Rheumatoid arthritis (RA) is a systemic autoimmune disease characterized by joint pain, swelling, and erosion, affecting approximately 0.5-1.0% of the global population. Nanomedicine offers a promising approach for targeted rheumatoid arthritis therapy by utilizing modified nanoparticles for treatment, diagnosis, and targeted delivery in RA management. In this study, we aimed to enhance the bioavailability of curcumin, an anti-rheumatoid agent, using niosomal nanoparticles (NPs) coated with hyaluronic acid for targeted delivery to rheumatoid cells. Peripheral blood mononuclear cells were isolated from blood samples of rheumatoid arthritis patients and healthy individuals. The Hyalo-Nio-curcumin NPs were synthesized using the thin-film method. The drug release pattern of curcumin was studied, and these NPs were examined using dynamic light scattering (DLS), scanning electron microscopy (SEM), atomic force microscopy (AFM), and fourier transform infrared spectroscopy (FT-IR) techniques. Various factors such as superoxide dismutase) SOD), interleukin-1 beta) IL-1β, (interleukin-6) IL-6, interleukin-10 (IL-10), malondialdehyde (MDA), catalase (CAT), glutathione peroxidase (GPx), tissue inhibitor of metalloproteinases 2 (TIMP2), matrix metalloproteinase 2 (MMP2), and receptor activator of nuclear factor kappa-Β ligand (RANKL) were assessed in peripheral blood mononuclear cells.

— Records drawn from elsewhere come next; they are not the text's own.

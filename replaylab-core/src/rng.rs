//! Deterministic RNG hierarchy.
//!
//! A master seed generates sub-seeds for each `(stream, index)` pair. Sub-seeds
//! are derived via BLAKE3 hashing, independently of the order in which they
//! are requested, so parallel consumers (bootstrap resamples, synthetic days)
//! get identical results regardless of thread count.

use rand::rngs::StdRng;
use rand::SeedableRng;

#[derive(Debug, Clone, Copy, PartialEq, Eq)]
pub struct RngHierarchy {
    master_seed: u64,
}

impl RngHierarchy {
    pub fn new(master_seed: u64) -> Self {
        Self { master_seed }
    }

    pub fn master_seed(&self) -> u64 {
        self.master_seed
    }

    /// Sub-seed for `(stream, index)`.
    pub fn sub_seed(&self, stream: &str, index: u64) -> u64 {
        let mut hasher = blake3::Hasher::new();
        hasher.update(&self.master_seed.to_le_bytes());
        hasher.update(stream.as_bytes());
        hasher.update(&index.to_le_bytes());
        let hash = hasher.finalize();
        let mut head = [0u8; 8];
        head.copy_from_slice(&hash.as_bytes()[..8]);
        u64::from_le_bytes(head)
    }

    pub fn rng_for(&self, stream: &str, index: u64) -> StdRng {
        StdRng::seed_from_u64(self.sub_seed(stream, index))
    }
}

The synthesized Hyalo-Nio-curcumin NPs exhibited a spherical morphology with sizes of 179 ± 21.6 nm, a polydispersity index of 0.596, and a zeta potential of − 28.1 ± 6.3. FT-IR analysis confirmed the effective encapsulation of substances within the Hyalo-Nio-curcumin NPs. Treatment with Hyalo-Nio-curcumin NPs led to a significant reduction in MDA, as well as decreased activity of pro-inflammatory cytokines (IL-1β, IL-6) and downregulation of inflammation-related genes (MMP2, RANKL). Conversely, there was an increase in the activity of IL-10, CAT, GPx, SOD, and gene expression of TIMP2. This study demonstrates the significant potential of hyaluronic acid-coated niosomal curcumin nanoparticles in enhancing the bioavailability and therapeutic efficacy of curcumin for RA treatment. The novel use of these targeted NPs resulted in substantial anti-inflammatory and antioxidant effects, suggesting a promising approach for improving RA management through nanomedicine.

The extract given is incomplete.